Review: NEMO No-Sag Rainfly Launches ‘Osmo’ Material For Dagger 2 Tent
There are a lot of large tents on the market. But the NEMO Dagger Osmo 2P and 3P tents solve the universal problems with a new tent fly material that will make you want to buy this tent right now.
If you’ve ever woken up to a sagging tent fly, even though you swear you’ve tended it, it wasn’t your fault. Your fly, which is nylon, sags at night.
Most double tent roofs are made from lightweight nylon coated with polyurethane. But sinus nylon likes to absorb water, it stretches and is slow to dry.
To tackle these issues, NEMO has developed a composite tent flysheet made from a nylon and polyester weave. The two-tone fabric has a distinctive look, is extremely light and has a clean aesthetic. We received a first glance sample to put together for a camping weekend. Read on for our review of the new NEMO Osmo Dagger 2 tent.
In short: It took NEMO over 100 iterations to perfect their Osmo fabric, and in our testing it’s pretty awesome. Not only did it let in more light than a solid green tent fabric, it also stayed tight and dried quickly. NEMO has made tremendous improvements in waterproofing and stretching, and it hasn’t made any compromises on tensile or tear strength.
As well as adding a great history of durability, this is a big factor in the tent weighing 11 ounces less than the current Dagger 2 but still just as tough.
Review of the NEMO Osmo Dagger 2 tent
When you first set up the tent, you will notice the two-tone strands. The green strands are nylon and the white strands are polyester. This is the wünder material developed by NEMO, what he calls “Osmo”.
Not only is it not stretchy, it also dries faster and is more water repellent. Best of all, Osmo is also 100% recycled and, according to Gabi Rosenbrien, NEMO Product Development Manager, sets a new standard for sustainability. And for those wondering, this fabric meets legislative requirements to be flame retardant without the standard toxic chemicals.
Rosenbrien said it was the first tent without DWR C6, the chemical treatment that promotes beading and rolling of water that has recently been targeted as a bioaccumulative environmental pollutant.
The NEMO Dagger Osmo comes in a new structural rolltop tent bag that is more oval than round. It left less dead space when I stuck the tent in a backpack. It also made the tent easier to share when my partner and I shared the weight.
Plus, the bag kept its shape even when I pulled on the sticks. And these poles no longer come in individual plastic bags inside a waterproof fabric pole bag with a tie or strap. NEMO worked with its pole maker, DAC, to get rid of plastic again.
The protective pole bag supplied with all NEMO 2022 tents is now undyed, uncoated and free of excess material. It protects the posts and helps spread the story of the Little Post Bag – that NEMO and DAC are working to eliminate 100,000 plastic bags.

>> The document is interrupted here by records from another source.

//! DNS over UDP (RFC 1035 §4.2.1) with optional TCP fallback.

use async_trait::async_trait;
use ferrous_forward_application::ports::{ExchangeContext, Upstream};
use ferrous_forward_domain::DomainError;
use hickory_proto::op::{Message, ResponseCode};
use serde_json::{json, Map, Value};
use std::sync::Arc;
use std::time::Duration;
use tracing::{debug, trace};

use super::dialer::PacketConn;
use super::pool::{ConnPool, PoolManager};
use super::stream::StreamUpstream;
use super::target::ServerTarget;
use crate::dns::message::{
    decode, encode, response_to, set_message_id, set_wire_id, wire_id,
};

/// Largest query sent over UDP without EDNS negotiation.
pub const MAX_UDP_QUERY_SIZE: usize = 512;

pub struct PacketConnector {
    target: Arc<ServerTarget>,
}

#[async_trait]
impl PoolManager for PacketConnector {
    type Item = PacketConn;

    async fn create(&self, ctx: &ExchangeContext) -> Result<PacketConn, DomainError> {
        self.target.dial_udp(ctx).await
    }
}

pub struct UdpUpstream {
    tag: String,
    target: Arc<ServerTarget>,
    pool: ConnPool<PacketConnector>,
    tcp_fallback: Option<StreamUpstream>,
}

impl UdpUpstream {
    pub fn new(
        tag: impl Into<String>,
        target: Arc<ServerTarget>,
        max_idle: usize,
        idle_timeout: Duration,
        tcp_fallback: Option<StreamUpstream>,
    ) -> Self {
        let connector = PacketConnector {
            target: Arc::clone(&target),
        };
        Self {
            tag: tag.into(),
            target,
            pool: ConnPool::new(connector, max_idle, idle_timeout),
            tcp_fallback,
        }
    }

    pub fn has_tcp_fallback(&self) -> bool {
        self.tcp_fallback.is_some()
    }

    async fn exchange_udp(
        &self,
        ctx: &ExchangeContext,
        query: &Message,
        mut bytes: Vec<u8>,
    ) -> Result<Message, DomainError> {
        let conn = match self.pool.get_idle() {
            Some(conn) => conn,
            None => self.pool.create(ctx).await?,
        };

        let id = fastrand::u16(..);
        set_wire_id(&mut bytes, id);

        let result = ctx
            .run(async {
                conn.send(&bytes).await?;
                loop {
                    let reply = conn.recv().await?;
                    if wire_id(&reply.payload) != Some(id) {
                        trace!(tag = %self.tag, "Skipping datagram with foreign ID");
                        continue;
                    }
                    if reply.clipped {
                        debug!(tag = %self.tag, "UDP reply exceeded the receive buffer");
                        let mut response = response_to(query, ResponseCode::NoError);
                        response.set_truncated(true);
                        return Ok(response);
                    }
                    return decode(&reply.payload);
                }
            })
            .await;

        // A socket that failed mid-exchange may still deliver a late reply.
        let mut response = result?;
        self.pool.put(conn);
        set_message_id(&mut response, query.id());
        Ok(response)
    }
}

#[async_trait]
impl Upstream for UdpUpstream {
    fn tag(&self) -> &str {
        &self.tag
    }

    fn kind(&self) -> &'static str {
        "udp"
    }

    fn dependencies(&self) -> Vec<String> {
        self.target
            .bootstrap()
            .map(|b| vec![b.upstream_tag().to_string()])
            .unwrap_or_default()
    }

    async fn exchange(
        &self,
        ctx: &ExchangeContext,
        query: Message,
    ) -> Result<Message, DomainError> {
        let bytes = encode(&query)?;
        if bytes.len() > MAX_UDP_QUERY_SIZE {
            return match &self.tcp_fallback {
                Some(tcp) => {
                    debug!(tag = %self.tag, size = bytes.len(), "Query too large for UDP, using TCP");
                    tcp.exchange(ctx, query).await
                }
                None => Err(DomainError::MessageTooLarge(bytes.len())),
            };
        }

        let response = self.exchange_udp(ctx, &query, bytes).await?;
        if response.truncated() {
            if let Some(tcp) = &self.tcp_fallback {
                debug!(tag = %self.tag, "Truncated UDP reply, retrying over TCP");
                return tcp.exchange(ctx, query).await;
            }
        }
        Ok(response)
    }

    async fn start(&self) -> Result<(), DomainError> {
        self.target.start();
        Ok(())
    }

    async fn close(&self) {
        self.pool.close().await;
        if let Some(tcp) = &self.tcp_fallback {
            tcp.close().await;
        }
        self.target.close().await;
    }

    fn statistics(&self) -> Map<String, Value> {
        let stats = self.pool.stats();
        let mut map = Map::new();
        map.insert("address".into(), json!(self.target.addr().to_string()));
        map.insert("idle".into(), json!(stats.idle));
        map.insert("created".into(), json!(stats.total_created));
        map.insert("reused".into(), json!(stats.total_reused));
        map
    }
}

In production, the Dagger’s pole bag uses zero water (for dyeing), 100% recycled polyester and 1.6 recycled bottles. The end is sewn into a flap to keep the posts inside.
When I first pitched the tent, and then went in, I actually exclaimed, “Yes! When I discovered NEMO’s new one-handed Gatekeeper Clip, a toggle that keeps the fly back. No more toggle and loop. Instead, NEMO uses a claw-like clip that grips the seesaw – and it’s a one-handed affair.
The tent door opens with two separate zippers, one that opens horizontally and one that opens diagonally. By using two zippers instead of one, NEMO has built a door that is easier to open and won’t snag. The design takes the stress out of the zipper where it needs a rounded corner, which is where a lot of zipper breakouts happen.
The Landing Zone tent received another serious sniff of approval from me. It’s great to have room in the vestibule, but when I leave gear in my vestibule it inevitably becomes sandy, muddy, or wet because it’s in contact with the ground.
The Landing Zone removable bucket base provides a waterproof, clean and dry base positioned under the flysheet of the tent. It was protected enough to hold electronics, a bag or whatever I wanted outside the tent. It extended the weather protected area of the tent without encroaching on my living space.
Snuggled up in my sleeping bag, I discovered another great invention from NEMO. The Dagger Osmo has a “Nightlight” light diffusing pocket. So instead of a blinding beam of light around the tent when I hung my headlamp from a clip at the top of the tent, I could slip it into a pocket. It turned my blinding white headlight beam into a more relaxing glow for the day.
At 3 pounds 3 ounces, the Dagger 2 single-hub tent isn’t the lightest backpacking tent. But it’s extremely livable, a tent that I would take on a hike and a tent that I would use for basic camping. It’s roomy and light, and while lighter typically means more expensive, in this case, the Osmo Dagger 2 is priced on par with the current Dagger 2 (starting at $ 430).
Unfortunately, you cannot buy yours yet. The Dagger Osmo 2 and Dagger Osmo 3 will be available in Spring 2022.